» **EXERCISE**
Your task is to work out how many lines in the data that follows hold "impl" and to state that number alone.

» **DATASET ENTRIES**
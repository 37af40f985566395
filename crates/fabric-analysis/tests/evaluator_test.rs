//! Tests for per-check evaluation: port merge, summary folding, ordering,
//! and the insufficient-data option.

use fabric_analysis::checks::{
    merge_port_records, port_key, scan_summary, CheckDefinition, CheckEvaluator, CheckRegistry,
    EvaluationOptions, INSUFFICIENT_DATA_ISSUE,
};
use fabric_analysis::rules::catalog;
use fabric_core::config::AnalysisConfig;
use fabric_core::types::{Row, Scalar, Severity, Summary};
use std::io::Write;
use std::sync::{Arc, Mutex};

fn check(id: &str) -> CheckDefinition {
    CheckRegistry::builtin().get(id).cloned().unwrap()
}

fn summary(fields: &[(&str, f64)]) -> Summary {
    fields
        .iter()
        .map(|(k, v)| (k.to_string(), Scalar::Number(*v)))
        .collect()
}

#[derive(Clone, Default)]
struct Captured(Arc<Mutex<Vec<u8>>>);

impl Captured {
    fn contents(&self) -> String {
        String::from_utf8(self.0.lock().unwrap().clone()).unwrap()
    }
}

impl Write for Captured {
    fn write(&mut self, buf: &[u8]) -> std::io::Result<usize> {
        self.0.lock().unwrap().extend_from_slice(buf);
        Ok(buf.len())
    }

    fn flush(&mut self) -> std::io::Result<()> {
        Ok(())
    }
}

/// Two records for one port collapse into a single critical row.
#[test]
fn test_port_records_merge_to_most_severe() {
    let rows = vec![
        Row::new("events")
            .with("NodeGUID", "0x0002c903")
            .with("PortNumber", 1)
            .with("Severity", "critical"),
        Row::new("events")
            .with("NodeGUID", "0x0002c903")
            .with("PortNumber", 1)
            .with("Severity", "warning"),
    ];
    let result = CheckEvaluator::default().evaluate(&check("events"), &rows, None);
    assert_eq!(result.total_rows, 1);
    assert_eq!(result.rows.len(), 1);
    assert_eq!(result.rows[0].severity, Severity::Critical);
    assert_eq!(result.status, Severity::Critical);
    assert_eq!(result.critical(), 1);
}

/// Port keys normalize GUID case and padding; the later, worse label wins.
#[test]
fn test_merge_keeps_later_severity_when_more_severe() {
    let rows = vec![
        Row::new("events")
            .with("NodeGUID", "0x02c903")
            .with("Port", "7")
            .with("Severity", "info"),
        Row::new("events")
            .with("Node GUID", "0X0002C903")
            .with("PortNumber", "7")
            .with("Severity", "error")
            .with("Message", "symbol errors"),
    ];
    let merged = merge_port_records(&rows, &check("events").rules);
    assert_eq!(merged.len(), 1);
    assert_eq!(merged[0].get("Severity").unwrap().as_text(), "error");
    assert_eq!(merged[0].get("Message").unwrap().as_text(), "symbol errors");
}

/// A healthy record followed by a critical one for the same port stays critical.
#[test]
fn test_merge_keeps_later_critical_measurement() {
    let rows = vec![
        Row::new("cable").with("NodeGUID", "0x1").with("PortNumber", 1).with("Temperature", 60),
        Row::new("cable").with("NodeGUID", "0x1").with("PortNumber", 1).with("Temperature", 85),
    ];
    let result = CheckEvaluator::default().evaluate(&check("cable"), &rows, None);
    assert_eq!(result.total_rows, 1);
    assert_eq!(result.rows[0].severity, Severity::Critical);
    assert_eq!(result.critical(), 1);
    assert_eq!(result.rows[0].row.get("Temperature"), Some(&Scalar::Number(85.0)));
}

/// Order does not matter: a critical record absorbs a later healthy one.
#[test]
fn test_merge_keeps_earlier_critical_measurement() {
    let rows = vec![
        Row::new("cable").with("NodeGUID", "0x1").with("PortNumber", 1).with("Temperature", 85),
        Row::new("cable")
            .with("NodeGUID", "0x1")
            .with("PortNumber", 1)
            .with("Temperature", 60)
            .with("Node Name", "leaf-01"),
    ];
    let result = CheckEvaluator::default().evaluate(&check("cable"), &rows, None);
    assert_eq!(result.rows[0].severity, Severity::Critical);
    assert_eq!(
        result.rows[0].row.get("Node Name").map(|v| v.as_text().into_owned()),
        Some("leaf-01".to_string())
    );
}

/// Congestion ratios merge toward the worse reading.
#[test]
fn test_merge_congestion_ratio_follows_severity() {
    let rows = vec![
        Row::new("congestion").with("NodeGUID", "0x7").with("PortNumber", 3).with("WaitRatioPct", 0.1),
        Row::new("congestion").with("NodeGUID", "0x7").with("PortNumber", 3).with("WaitRatioPct", 12.0),
    ];
    let result = CheckEvaluator::default().evaluate(&check("congestion"), &rows, None);
    assert_eq!(result.total_rows, 1);
    assert_eq!(result.rows[0].severity, Severity::Critical);
    assert_eq!(result.rows[0].reason, "Congestion 12% at or above 5%");
}

/// A raised alarm flag on a duplicate record is not lost by the merge.
#[test]
fn test_merge_keeps_alarm_flag() {
    let rows = vec![
        Row::new("cable").with("NodeGUID", "0x9").with("PortNumber", 2).with("TX Power Alarm", "0x0000"),
        Row::new("cable").with("NodeGUID", "0x9").with("PortNumber", 2).with("TX Power Alarm", "0x0001"),
    ];
    let merged = merge_port_records(&rows, &check("cable").rules);
    assert_eq!(merged.len(), 1);
    assert_eq!(merged[0].get("TX Power Alarm").map(|v| v.as_text().into_owned()), Some("0x0001".to_string()));
}

/// Rows missing a GUID or port number are never merged.
#[test]
fn test_rows_without_port_identity_pass_through() {
    let rows = vec![
        Row::new("events").with("Severity", "warning"),
        Row::new("events").with("Severity", "warning"),
    ];
    assert_eq!(merge_port_records(&rows, &check("events").rules).len(), 2);
    assert!(port_key(&rows[0]).is_none());
}

/// With merging off every record is evaluated on its own.
#[test]
fn test_merge_can_be_disabled() {
    let rows = vec![
        Row::new("events").with("NodeGUID", "0x1").with("PortNumber", 1).with("Severity", "warning"),
        Row::new("events").with("NodeGUID", "0x1").with("PortNumber", 1).with("Severity", "warning"),
    ];
    let evaluator = CheckEvaluator::new(EvaluationOptions {
        merge_port_records: false,
        ..EvaluationOptions::default()
    });
    let result = evaluator.evaluate(&check("events"), &rows, None);
    assert_eq!(result.total_rows, 2);
    assert_eq!(result.warning(), 2);
}

/// Summary counts drive the status even when no rows are present.
#[test]
fn test_summary_only_counts_without_rows() {
    let s = summary(&[("critical_ports", 3.0)]);
    let result = CheckEvaluator::default().evaluate(&check("cable"), &[], Some(&s));
    assert_eq!(result.critical(), 3);
    assert_eq!(result.flagged_count(), 0);
    assert_eq!(result.total_rows, 0);
    assert_eq!(result.status, Severity::Critical);
    assert_eq!(result.summary_hits.len(), 1);
    assert_eq!(result.row_counts.critical, 0);
}

/// Aggregate fields and zero counts are ignored by the keyword scan.
#[test]
fn test_summary_heuristic_skips_aggregates() {
    let s = summary(&[
        ("total_errors", 40.0),
        ("max_critical_temp", 91.0),
        ("warning_cables", 2.0),
        ("pkey_mismatch", 0.0),
    ]);
    let hits = scan_summary(&s, &[]);
    assert_eq!(hits.len(), 1);
    assert_eq!(hits[0].field, "warning_cables");
    assert_eq!(hits[0].severity, Severity::Warning);
    assert_eq!(hits[0].count, 2);
}

/// An allow-list replaces keyword matching entirely.
#[test]
fn test_summary_allow_list_overrides_heuristic() {
    let s = summary(&[
        ("down_ports", 2.0),
        ("inactive_ports", 4.0),
        ("critical_errors", 9.0),
    ]);
    let result = CheckEvaluator::default().evaluate(&check("link"), &[], Some(&s));
    assert_eq!(result.critical(), 2);
    assert_eq!(result.info(), 4);
    assert_eq!(result.warning(), 0);
}

/// Allow-listed scans log the numeric fields they skip.
#[test]
fn test_summary_allow_list_logs_skipped_fields() {
    let s = summary(&[("down_ports", 1.0), ("critical_errors", 9.0)]);
    let captured = Captured::default();
    let writer = captured.clone();
    let subscriber = tracing_subscriber::fmt()
        .with_max_level(tracing::Level::DEBUG)
        .with_ansi(false)
        .with_writer(move || writer.clone())
        .finish();
    let result = tracing::subscriber::with_default(subscriber, || {
        CheckEvaluator::default().evaluate(&check("link"), &[], Some(&s))
    });
    assert_eq!(result.critical(), 1);
    assert_eq!(result.summary_hits.len(), 1);

    let logs = captured.contents();
    assert!(logs.contains("summary field not in the allow-list"));
    assert!(logs.contains("critical_errors"));
    assert!(!logs.contains("field=down_ports"));
}

/// Rows come back most severe first, input order within a tier.
#[test]
fn test_rows_sorted_most_severe_first_and_stable() {
    let rows = vec![
        Row::new("cable").with("Node Name", "a").with("Temperature", 40),
        Row::new("cable").with("Node Name", "b").with("Temperature", 72),
        Row::new("cable").with("Node Name", "c").with("Temperature", 90),
        Row::new("cable").with("Node Name", "d").with("Temperature", 75),
        Row::new("cable").with("Node Name", "e").with("Temperature", 81),
    ];
    let result = CheckEvaluator::default().evaluate(&check("cable"), &rows, None);
    let order: Vec<String> = result
        .rows
        .iter()
        .map(|r| r.row.get("Node Name").unwrap().as_text().into_owned())
        .collect();
    assert_eq!(order, ["c", "e", "b", "d", "a"]);
    assert_eq!(result.critical(), 2);
    assert_eq!(result.warning(), 2);
    assert_eq!(result.flagged_count(), 4);
    assert_eq!(result.rows[0].index, 2);
}

/// No rows and no summary is an ok result.
#[test]
fn test_empty_input_is_ok() {
    let result = CheckEvaluator::default().evaluate(&check("fan"), &[], None);
    assert_eq!(result.status, Severity::Ok);
    assert_eq!(result.total_rows, 0);
    assert_eq!(result.counts.flagged(), 0);
}

/// Rows lacking every required field are flagged only when asked.
#[test]
fn test_insufficient_data_is_opt_in() {
    let rows = vec![Row::new("counters").with("Node Name", "sw-01")];
    let def = check("counters");

    let default = CheckEvaluator::default().evaluate(&def, &rows, None);
    assert_eq!(default.rows[0].severity, Severity::Ok);

    let evaluator = CheckEvaluator::new(EvaluationOptions {
        flag_insufficient_data: true,
        ..EvaluationOptions::default()
    });
    let flagged = evaluator.evaluate(&def, &rows, None);
    assert_eq!(flagged.rows[0].severity, Severity::Info);
    assert_eq!(flagged.rows[0].issue, Some(INSUFFICIENT_DATA_ISSUE));

    let with_data = vec![Row::new("counters").with("PortRcvErrors", 0)];
    assert_eq!(evaluator.evaluate(&def, &with_data, None).rows[0].severity, Severity::Ok);
}

/// Config disables checks and overrides thresholds by id.
#[test]
fn test_registry_groups_and_config() {
    let registry = CheckRegistry::builtin();
    assert_eq!(registry.len(), catalog::CATEGORIES.len());
    let ids: Vec<&str> = registry.ids().collect();
    assert_eq!(ids, catalog::CATEGORIES);
    let group_ids: Vec<&str> = registry.groups().iter().map(|g| g.id).collect();
    assert_eq!(group_ids, ["physical", "link", "traffic", "platform"]);

    let config = AnalysisConfig {
        disabled_checks: vec!["fan".to_string()],
        threshold_overrides: [("cable.temperature.critical".to_string(), 95.0)].into(),
        ..AnalysisConfig::default()
    };
    let configured = CheckRegistry::configured(&config);
    assert!(!configured.contains("fan"));
    assert!(configured.contains("cable"));
    assert_eq!(
        configured.get("cable").unwrap().rules.limit("cable.temperature.critical"),
        Some(95.0)
    );
}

» **RESPONSE BELOW**
2